A pressão surge após a sua condenação, no mês passado, por 27 crimes graves, entre os quais assassinato, violação e perseguição, tornando-se a primeira sentença do TPI relacionada ao conflito de Darfur.
De acordo com o Ministério Público do Tribunal, Abd-Al-Rahman desempenhou um papel central na campanha de violência sistemática que devastou Darfur há mais de duas décadas, marcada por massacres generalizados, ataques a aldeias e agressões sexuais em larga escala.
Embora as provas tenham sido consideradas contundentes pelo tribunal, o réu continua a negar qualquer responsabilidade e tenta distanciar-se do nome pelo qual é identificado, argumento rejeitado pelos juízes.
A defesa insiste agora numa pena reduzida de apenas sete anos, o que poderia permitir a libertação do acusado dentro de 18 meses, devido ao período de detenção já cumprido. A posição contrasta com a gravidade dos crimes reconhecidos e tem alimentado um intenso debate jurídico e diplomático em torno do desfecho do caso.

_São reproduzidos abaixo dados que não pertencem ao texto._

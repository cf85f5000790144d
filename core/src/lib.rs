//! Client for reporting manufacturing-line events to Andon.
//!
//! # Overview
//! Sends process outcomes and station status changes to the Andon API as
//! authenticated JSON `POST`s and turns the server's error responses into a
//! typed `AndonError` the caller can match on.
//!
//! # Design
//! - `AndonClient` holds only immutable configuration, so one instance can
//!   serve concurrent calls.
//! - Each operation is `build_*` (produces an `HttpRequest`) followed by
//!   `parse_response` (consumes an `HttpResponse`); a `Transport` performs the
//!   round-trip in between. `ReqwestTransport` is the default.
//! - Nothing is retried: every failure is returned to the caller on the first
//!   attempt.

pub mod client;
pub mod config;
pub mod error;
pub mod http;
pub mod transport;
pub mod types;

pub use client::{AndonClient, REPORT_DATA_PATH, UPDATE_STATUS_PATH};
pub use config::{ClientConfig, DEFAULT_ENDPOINT};
pub use error::{AndonError, TransportError};
pub use http::{HttpRequest, HttpResponse};
pub use transport::{ReqwestTransport, Transport};
pub use types::{
    ErrorEnvelope, PassResult, ReportDataRequest, StatusColor, UpdateStationStatusRequest,
};
use super::{
    env::NameEnv,
    name::{ModuleName, Name},
};

/// Decides whether a rendered name carries its module prefix.
#[derive(Clone, Debug, PartialEq, Eq)]
pub enum Qualify {
    Never,
    Always,
    /// Qualify only names that would be ambiguous or are not in scope
    /// unqualified in the given environment.
    InScope(NameEnv),
}

impl Default for Qualify {
    fn default() -> Self {
        Qualify::Never
    }
}

impl Qualify {
    pub fn qualifier<'a>(&'a self, name: &'a Name) -> Option<&'a ModuleName> {
        if !name.is_external() || name.is_special() {
            return None;
        }

        match self {
            Qualify::Never => None,
            Qualify::Always => name.module.as_ref(),
            Qualify::InScope(env) => {
                if env.is_unambiguous_unqualified(name) {
                    None
                } else {
                    env.qualifier_for(name).or(name.module.as_ref())
                }
            }
        }
    }

    /// The name as it appears in prefix position, e.g. `M.f` or `(M.+)`.
    pub fn prefix(&self, name: &Name) -> String {
        let occ = self.occ(name);
        if name.is_operator() {
            format!("({})", occ)
        } else {
            occ
        }
    }

    /// The name as it appears in infix position, e.g. `M.+` or `` `M.f` ``.
    pub fn infix(&self, name: &Name) -> String {
        let occ = self.occ(name);
        if name.is_operator() {
            occ
        } else {
            format!("`{}`", occ)
        }
    }

    fn occ(&self, name: &Name) -> String {
        match self.qualifier(name) {
            Some(module) => format!("{}.{}", module, name.occ),
            None => name.occ.clone(),
        }
    }
}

A decisão surge num momento em que o Sudão enfrenta uma nova vaga de violência. Os confrontos entre o exército sudanês e as Forças de Apoio Rápido, antigos aliados, agravaram-se desde 2023 e já provocaram mais de 40 mil mortos e o deslocamento de cerca de 12 milhões de pessoas. Em Darfur, denúncias recentes apontam para a repetição de atrocidades em massa, aumentando o alerta internacional.
Num cenário de crescente instabilidade e colapso humanitário no país, o processo contra um dos mais temidos líderes de milícia da região ganha relevância adicional, tanto simbolicamente quanto no âmbito da responsabilização internacional por crimes cometidos em larga escala.